변경이 불가능한 자격 증명 모음은 복구 지점 손실로 이어질 수 있는 작업을 차단하여 백업 데이터를 보호하는 데 도움이 될 수 있습니다. 또한 변경할 수 없는 볼트 설정을 잠가 되돌릴 수 없도록 하고, 백업에 WORM(Write Once, Read Many) 스토리지를 사용하여 악의적인 행위자가 불변성을 해제하고 백업을 삭제하지 못하도록 방지할 수 있습니다.
WORM 스토리지에 지원되는 시나리오
- 사용하도록 설정되고 잠긴 상태의 불변성 기능은 일반적으로 모든 Azure 지역의 Recovery Services 자격 증명 모음에서 사용할 수 있습니다.
- 잠금 상태의 변경 불가능한 자격 증명 모음에 WORM 스토리지를 사용하는 기능은 현재 다음 지역의 Recovery Services 자격 증명 모음에 대해 GA 단계에 있습니다. 오스트레일리아 중부 2, 스위스 서부, 남아프리카 공화국 서부, 한국 중부, 독일 북부, 한국 남부, 스페인 중부, 이스라엘 중부, 인도 남부, 인도 서부, 멕시코 중부, 노르웨이 서부, 폴란드 중부, 일본 동부.
- 잠금 상태에서 변경 불가능한 볼트에 대한 WORM 스토리지 사용은 현재 남아프리카 서부, 한국 중부, 인도 남부, 인도 서부, 폴란드 중부 지역의 백업 볼트에 대해 Preview로 제공됩니다.

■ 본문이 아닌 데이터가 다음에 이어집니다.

use clap::Subcommand;
use csk_core::envelope::{Envelope, NextAction};
use csk_core::event::{EventFilter, EventLog};
use csk_core::paths::Layout;

#[derive(Subcommand)]
pub enum EventSubcommand {
    /// Show the newest events, optionally filtered by scope
    Tail {
        #[arg(long, default_value = "20")]
        n: usize,
        #[arg(long = "type")]
        event_type: Option<String>,
        #[arg(long = "mission-id")]
        mission_id: Option<String>,
        #[arg(long = "module-id")]
        module_id: Option<String>,
        #[arg(long = "task-id")]
        task_id: Option<String>,
        #[arg(long = "slice-id")]
        slice_id: Option<String>,
    },
}

pub fn run(layout: &Layout, subcommand: EventSubcommand) -> Envelope {
    match subcommand {
        EventSubcommand::Tail {
            n,
            event_type,
            mission_id,
            module_id,
            task_id,
            slice_id,
        } => {
            let result = (|| -> csk_core::Result<Envelope> {
                let log = EventLog::open(layout)?;
                let event_type = match event_type {
                    Some(raw) => Some(
                        serde_json::from_value(serde_json::Value::String(raw.clone())).map_err(
                            |_| csk_core::CskError::SchemaViolation {
                                path: "type".to_string(),
                                reason: format!("unknown event type '{raw}'"),
                            },
                        )?,
                    ),
                    None => None,
                };
                let filter = EventFilter {
                    event_type,
                    mission_id,
                    module_id,
                    task_id,
                    slice_id,
                };
                let events = log.tail(&filter, n)?;
                Ok(Envelope::ok(
                    format!("{} event(s)", events.len()),
                    NextAction::new("csk status --json"),
                )
                .with_data(serde_json::to_value(&events)?))
            })();
            result.unwrap_or_else(|e| Envelope::from_error(&e, NextAction::new("csk bootstrap")))
        }
    }
}
use clap::Subcommand;
use csk_core::envelope::{Envelope, NextAction};
use csk_core::event::{EventScope, EventType};
use csk_core::paths::Layout;
use csk_core::registry;
use csk_core::CskError;

#[derive(Subcommand)]
pub enum RegistrySubcommand {
    /// Persist an externally detected candidate map (`--pair id=path`, repeatable)
    Apply {
        #[arg(long = "pair", required = true)]
        pairs: Vec<String>,
    },
}

pub fn run(layout: &Layout, subcommand: RegistrySubcommand) -> Envelope {
    match subcommand {
        RegistrySubcommand::Apply { pairs } => apply(layout, &pairs),
    }
}

fn apply(layout: &Layout, pairs: &[String]) -> Envelope {
    super::bracketed(layout, "registry apply", EventScope::default(), |log| {
        let mut candidates: Vec<(String, String)> = Vec::new();
        for pair in pairs {
            let (module_id, path) = pair.split_once('=').ok_or(CskError::SchemaViolation {
                path: "pair".to_string(),
                reason: format!("expected id=path, got '{pair}'"),
            })?;
            candidates.push((module_id.to_string(), path.to_string()));
        }

        let created = registry::registry_apply(layout, &candidates)?;
        log.append(
            EventType::RegistryDetected,
            "engine",
            EventScope::default(),
            serde_json::json!({
                "candidates": candidates.len(),
                "created": created.len(),
                "module_ids": created.iter().map(|m| m.module_id.clone()).collect::<Vec<_>>(),
            }),
            vec![layout.registry().display().to_string()],
        )?;

        Ok(Envelope::ok(
            format!(
                "applied {} candidate(s), {} newly registered",
                candidates.len(),
                created.len()
            ),
            NextAction::new("csk module init <id>").with_alternatives(["csk status --json"]),
        )
        .with_refs([layout.registry().display().to_string()])
        .with_data(serde_json::to_value(&created)?))
    })
}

- WORM 스토리지가 아직 일반 공급되지 않는 지역에서는 기능을 사용할 수 있게 되면 불변성이 활성화되고 잠긴 백업이 자동으로 WORM 지원 스토리지로 전환됩니다. 이 전환에는 사용자 작업이 필요하지 않으며 데이터 이동이 필요하지 않습니다.
- 잠금 상태에 있는 변경 불가능한 금고에 대한 WORM 스토리지 사용은 "Azure Virtual Machines", "Azure Virtual Machines의 SQL", "Azure Virtual Machines의 SAP HANA", "Azure Files", "Azure Backup Server", "Azure Backup Agent", "데이터 보호 관리자(DPM)", "Azure Kubernetes", "PostgreSQL - 플렉시블 서버" 워크로드에 적용됩니다.
시작하기 전에
- 변경할 수 없는 자격 증명 모음은 모든 Azure 퍼블릭 및 미국 정부 지역에서 사용할 수 있습니다.

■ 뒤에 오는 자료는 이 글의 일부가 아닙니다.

//! Regenerate hook for the static guidance files. Actual template rendering
//! lives outside the kernel; this module only tracks whether the generated
//! output is in sync with the engine version and local overrides, and
//! rewrites the stamp when regeneration runs.

use crate::error::Result;
use crate::io;
use crate::paths::Layout;
use chrono::{DateTime, Utc};
use serde::{Deserialize, Serialize};

#[derive(Debug, Clone, Serialize, Deserialize)]
pub struct SkillsState {
    pub engine_version: String,
    pub overrides_sha256: String,
    pub generated_at: DateTime<Utc>,
}

#[derive(Debug, Clone, Serialize, Deserialize)]
pub struct SkillsSync {
    pub in_sync: bool,
    #[serde(default, skip_serializing_if = "Option::is_none")]
    pub reason: Option<String>,
}

fn engine_version(layout: &Layout) -> String {
    std::fs::read_to_string(layout.engine_version_file())
        .map(|s| s.trim().to_string())
        .unwrap_or_else(|_| "unknown".to_string())
}

/// Digest of the local skills override directory (file names + contents).
fn overrides_digest(layout: &Layout) -> Result<String> {
    let dir = layout.local_skills_override();
    let mut entries: Vec<(String, String)> = Vec::new();
    if dir.exists() {
        for entry in std::fs::read_dir(&dir)? {
            let entry = entry?;
            if entry.path().is_file() {
                entries.push((
                    entry.file_name().to_string_lossy().into_owned(),
                    io::sha256_file(&entry.path())?,
                ));
            }
        }
    }
    entries.sort();
    let joined = entries
        .iter()
        .map(|(name, hash)| format!("{name}:{hash}"))
        .collect::<Vec<_>>()
        .join("\n");
    Ok(io::sha256_hex(joined.as_bytes()))
}

/// Compare the recorded stamp against the current engine version and
/// override digest.
pub fn check_sync(layout: &Layout) -> Result<SkillsSync> {
    let stamp_path = layout.skills_state();
    if !stamp_path.exists() {
        return Ok(SkillsSync {
            in_sync: false,
            reason: Some("skills never generated".to_string()),
        });
    }
    let stamp: SkillsState = io::read_json(&stamp_path)?;
    if stamp.engine_version != engine_version(layout) {
        return Ok(SkillsSync {
            in_sync: false,
            reason: Some("engine version changed".to_string()),
        });
    }
    if stamp.overrides_sha256 != overrides_digest(layout)? {
        return Ok(SkillsSync {
            in_sync: false,
            reason: Some("local overrides changed".to_string()),
        });
    }
    Ok(SkillsSync {
        in_sync: true,
        reason: None,
    })
}

/// The regenerate hook: record the current inputs as the new stamp.
pub fn generate(layout: &Layout) -> Result<SkillsState> {
    let state = SkillsState {
        engine_version: engine_version(layout),
        overrides_sha256: overrides_digest(layout)?,
        generated_at: Utc::now(),
    };
    io::write_json(&layout.skills_state(), &state)?;
    Ok(state)
}

#[cfg(test)]
mod tests {
    use super::*;
    use tempfile::TempDir;

    #[test]
    fn out_of_sync_until_generated() {
        let dir = TempDir::new().unwrap();
        let layout = Layout::new(dir.path());
        io::atomic_write(&layout.engine_version_file(), b"1.0.0\n").unwrap();

        assert!(!check_sync(&layout).unwrap().in_sync);
        generate(&layout).unwrap();
        assert!(check_sync(&layout).unwrap().in_sync);
    }

    #[test]
    fn engine_version_change_breaks_sync() {
        let dir = TempDir::new().unwrap();
        let layout = Layout::new(dir.path());
        io::atomic_write(&layout.engine_version_file(), b"1.0.0\n").unwrap();
        generate(&layout).unwrap();

        io::atomic_write(&layout.engine_version_file(), b"1.1.0\n").unwrap();
        let sync = check_sync(&layout).unwrap();
        assert!(!sync.in_sync);
        assert_eq!(sync.reason.as_deref(), Some("engine version changed"));
    }

    #[test]
    fn override_change_breaks_sync() {
        let dir = TempDir::new().unwrap();
        let layout = Layout::new(dir.path());
        io::atomic_write(&layout.engine_version_file(), b"1.0.0\n").unwrap();
        generate(&layout).unwrap();

        io::atomic_write(&layout.local_skills_override().join("extra.md"), b"hi").unwrap();
        assert!(!check_sync(&layout).unwrap().in_sync);
    }
}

- 변경이 불가능한 자격 증명 모음은 Recovery Services 자격 증명 모음 및 Backup 자격 증명 모음에 대해 지원됩니다.
- 변경이 불가능한 자격 증명 모음을 사용하도록 설정하면 자격 증명 모음 및 보호된 항목에 대한 특정 작업을 수행할 수 없습니다. 제한되는 작업을 참조하세요.

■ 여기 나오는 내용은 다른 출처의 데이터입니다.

//! Retro stage: cluster the task's incidents, write `retro.md` and at least
//! one patch proposal under the local overlay, then close out the task.

use crate::error::{CskError, Result};
use crate::event::{EventFilter, EventLog, EventScope, EventType};
use crate::incident::{self, Incident, IncidentKind};
use crate::io;
use crate::paths::Layout;
use crate::task::{self, TaskPaths};
use crate::types::TaskStatus;
use chrono::Utc;
use serde::{Deserialize, Serialize};
use std::collections::BTreeMap;

const CLUSTERS: [(&str, &[IncidentKind]); 5] = [
    ("environment", &[IncidentKind::CommandNotFound, IncidentKind::WorktreeCreateFailed]),
    (
        "toolchain",
        &[IncidentKind::VerifyFail, IncidentKind::E2eFail, IncidentKind::ImplementFail],
    ),
    (
        "plan",
        &[
            IncidentKind::ScopeViolation,
            IncidentKind::ScopeConfigMissing,
            IncidentKind::VerifyConfigMissing,
            IncidentKind::E2eMissing,
        ],
    ),
    ("process", &[IncidentKind::TokenWaste, IncidentKind::ReviewFail, IncidentKind::CommandDenied]),
    (
        "integrity",
        &[
            IncidentKind::SchemaViolation,
            IncidentKind::ReplayInvariantViolation,
            IncidentKind::ReadyPrerequisitesMissing,
            IncidentKind::RetroPreconditionMissing,
        ],
    ),
];

fn cluster_for(kind: IncidentKind) -> &'static str {
    CLUSTERS
        .iter()
        .find(|(_, kinds)| kinds.contains(&kind))
        .map(|(name, _)| *name)
        .unwrap_or("process")
}

#[derive(Debug, Clone, Serialize, Deserialize)]
pub struct RetroOutcome {
    pub task_id: String,
    pub incident_count: usize,
    pub retro_path: String,
    pub patch_path: String,
}

/// Run the retro for a task in `ready_approved` or `blocked`. Reads the
/// per-task incident stream plus the task's event tail, writes `retro.md`
/// with a cluster table and one patch proposal (a no-op proposal is valid),
/// transitions to `retro_done` and emits `retro.completed`.
pub fn retro_run(
    layout: &Layout,
    log: &EventLog,
    paths: &TaskPaths,
    feedback: Option<&str>,
) -> Result<RetroOutcome> {
    let mut state = task::read_state(paths)?;
    if !matches!(state.status, TaskStatus::ReadyApproved | TaskStatus::Blocked) {
        return Err(CskError::RetroPreconditionMissing {
            task_id: state.task_id.clone(),
            status: state.status.to_string(),
        });
    }

    let incidents = incident::task_incidents(paths)?;
    let mut clusters: BTreeMap<&'static str, Vec<&Incident>> = BTreeMap::new();
    for row in &incidents {
        clusters.entry(cluster_for(row.kind)).or_default().push(row);
    }

    let tail = log.tail(
        &EventFilter {
            task_id: Some(state.task_id.clone()),
            ..Default::default()
        },
        50,
    )?;

    // retro.md
    let mut lines = vec![format!("# Retro for {}", state.task_id), String::new()];
    lines.push("## Incident clusters".to_string());
    lines.push(String::new());
    lines.push("| cluster | count | kinds |".to_string());
    lines.push("| --- | --- | --- |".to_string());
    for (name, _) in &CLUSTERS {
        let items = clusters.get(name).map(Vec::as_slice).unwrap_or_default();
        let mut kinds: Vec<String> = items.iter().map(|i| i.kind.to_string()).collect();
        kinds.sort();
        kinds.dedup();
        lines.push(format!("| {name} | {} | {} |", items.len(), kinds.join(", ")));
    }
    lines.push(String::new());
    lines.push("## Incidents".to_string());
    if incidents.is_empty() {
        lines.push("- none recorded".to_string());
    }
    for row in &incidents {
        lines.push(format!(
            "- [{}] {}: {} (hint: {})",
            row.id, row.kind, row.details, row.remediation_hint
        ));
    }
    lines.push(String::new());
    lines.push(format!("## Event tail ({} events)", tail.len()));
    for event in tail.iter().rev().take(10) {
        lines.push(format!("- {} {}", event.ts.to_rfc3339(), event.event_type));
    }
    lines.push(String::new());
    lines.push("## User feedback".to_string());
    lines.push(format!("- {}", feedback.unwrap_or("none")));
    io::atomic_write(&paths.retro(), (lines.join("\n") + "\n").as_bytes())?;

    // Patch proposal under the local overlay, stamped per task
    let stamp = Utc::now().format("%Y%m%dT%H%M%S");
    let patch_path = layout
        .local_patches()
        .join(format!("{}-{stamp}.md", state.task_id));
    let mut patch = vec![
        format!("# Patch proposal for {}", state.task_id),
        String::new(),
    ];
    if incidents.is_empty() {
        patch.push("No incidents were recorded; no changes proposed.".to_string());
    } else {
        for (name, _) in &CLUSTERS {
            let items = clusters.get(name).map(Vec::as_slice).unwrap_or_default();
            if items.is_empty() {
                continue;
            }
            patch.push(format!("## {name}"));
            for row in items {
                patch.push(format!("- {}: {}", row.kind, row.remediation_hint));
            }
            patch.push(String::new());
        }
    }
    io::atomic_write(&patch_path, (patch.join("\n") + "\n").as_bytes())?;

    let refs = vec![
        paths.retro().display().to_string(),
        patch_path.display().to_string(),
    ];
    task::set_status(paths, &mut state, TaskStatus::RetroDone)?;
    log.append(
        EventType::RetroCompleted,
        "engine",
        EventScope::task(&state.module_id, &state.task_id),
        serde_json::json!({
            "task_id": state.task_id,
            "incidents": incidents.len(),
            "retro_file": paths.retro().display().to_string(),
            "patch_file": patch_path.display().to_string(),
        }),
        refs,
    )?;

    Ok(RetroOutcome {
        task_id: state.task_id.clone(),
        incident_count: incidents.len(),
        retro_path: paths.retro().display().to_string(),
        patch_path: patch_path.display().to_string(),
    })
}

// ---------------------------------------------------------------------------
// Tests
// ---------------------------------------------------------------------------
/// Create a task with `slice_count` stub slices in `draft`.
/// Emits `task.created` plus one `slice.created` per slice.
pub fn task_new(
    layout: &Layout,
    log: &EventLog,
    module_id: &str,
    slice_count: usize,
    mission_id: Option<&str>,
    profile_name: &str,
) -> Result<TaskNewOutcome> {
    if slice_count == 0 {
        return Err(CskError::SchemaViolation {
            path: "slice_count".to_string(),
            reason: "must be > 0".to_string(),
        });
    }
    let registry = Registry::load(layout)?;
    let module = registry.module(module_id)?.clone();

    let tasks_dir = layout.module_tasks(&module.path);
    io::ensure_dir(&tasks_dir)?;
    let task_id = next_dense_id('T', &tasks_dir);
    let paths = TaskPaths::new(layout, &module.path, &task_id);

    io::ensure_dir(&paths.dir.join("approvals"))?;
    io::ensure_dir(&paths.proofs())?;
    io::ensure_dir(&paths.run_dir.join("logs"))?;
    io::write_if_missing(&paths.incidents(), b"")?;
    io::write_if_missing(&paths.decisions(), b"")?;

    let mut plan = format!("# Plan for {task_id}\n\n{PLAN_TEMPLATE}");
    let doc = SlicesDoc::stub(slice_count);
    for slice in &doc.slices {
        plan.push_str(&format!("- {}\n", slice.slice_id));
    }
    io::atomic_write(&paths.plan(), plan.as_bytes())?;
    doc.save(&paths.slices())?;

    let now = Utc::now();
    let mut state = TaskState {
        task_id: task_id.clone(),
        mission_id: mission_id.map(|s| s.to_string()),
        module_id: module_id.to_string(),
        status: TaskStatus::Draft,
        blocked_reason: None,
        profile_name: profile_name.to_string(),
        max_attempts: DEFAULT_MAX_ATTEMPTS,
        slices: doc
            .slices
            .iter()
            .map(|s| {
                (
                    s.slice_id.clone(),
                    SliceState {
                        status: SliceStatus::Pending,
                        attempts: 0,
                        max_attempts: DEFAULT_MAX_ATTEMPTS,
                        last_error: None,
                    },
                )
            })
            .collect(),
        created_at: now,
        updated_at: now,
    };
    write_state(&paths, &mut state)?;

    log.append(
        EventType::TaskCreated,
        "engine",
        EventScope::task(module_id, &task_id),
        serde_json::json!({"task_id": task_id, "module_id": module_id, "module_path": module.path}),
        vec![
            paths.plan().display().to_string(),
            paths.slices().display().to_string(),
        ],
    )?;
    for slice in &doc.slices {
        log.append(
            EventType::SliceCreated,
            "engine",
            EventScope::slice(module_id, &task_id, &slice.slice_id),
            serde_json::json!({
                "slice_id": slice.slice_id,
                "required_gates": slice.required_gates,
            }),
            vec![paths.slices().display().to_string()],
        )?;
    }

    Ok(TaskNewOutcome {
        task_id,
        module_path: module.path,
        paths,
    })
}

- 자격 증명 모음에 불변성을 사용하도록 설정하는 것은 되돌릴 수 있는 작업입니다. 그러나 악의적인 행위자가 이를 사용하지 않도록 하는 것을 방지하기 위해 되돌릴 수 없도록 선택할 수 있습니다(사용하지 않도록 하면 악의적인 행위자가 파괴적인 작업을 수행할 수 있음). 변경이 불가능한 자격 증명 모음을 되돌릴 수 없도록 만드는 방법에 대해 알아봅니다.
- 변경이 불가능한 자격 증명 모음은 자격 증명 모음의 모든 데이터에 적용됩니다. 따라서 자격 증명 모음에서 보호되는 모든 인스턴스에는 불변성이 적용됩니다.
- 불변성은 Blob, 파일 및 디스크의 운영 백업과 같은 운영 백업에는 적용되지 않습니다.
참고
Microsoft.RecoveryServices에 대한 구독에 리소스 공급자가 등록되어 있는지 확인합니다. 그렇지 않으면 "불변성 설정"과 같은 영역 중복 및 자격 증명 모음 속성 옵션에 액세스할 수 없습니다.
불변성이 작동하는 방식
Azure Backup은 프로덕션 워크로드와 별도로 데이터를 저장하지만 복구 지점을 삭제할 수 있는 작업을 포함하여 백업을 관리하는 데 도움이 되는 관리 작업을 수행할 수 있습니다. 그러나 특정 시나리오에서는 악의적인 행위자가 사용하는 경우 백업 손실로 이어질 수 있는 이러한 작업을 방지하여 백업 데이터를 변경할 수 없도록 만들 수 있습니다. 자격 증명 모음의 변경이 불가능한 자격 증명 모음 설정을 사용하면 악의적인 행위자가 데이터를 삭제하여 데이터 복구 가능성에 영향을 주더라도 백업 데이터가 보호되도록 이러한 작업을 차단할 수 있습니다.
불변성을 되돌릴 수 없도록 하기
자격 증명 모음의 불변성은 필요한 경우 불변성을 사용하지 않도록(백업 데이터 삭제 허용) 할 수 있는 되돌릴 수 있는 설정입니다. 그러나 불변성의 영향에 만족한 후에는 자격 증명 모음을 잠가 변경이 불가능한 자격 증명 모음 설정을 되돌릴 수 없도록 하고 백업용 WORM 스토리지를 사용하도록 설정하여, 악의적인 행위자가 이를 사용하지 않도록 설정할 수 없도록 하는 것이 좋습니다. 따라서 변경이 불가능한 자격 증명 모음 설정은 다음 세 가지 상태를 허용합니다.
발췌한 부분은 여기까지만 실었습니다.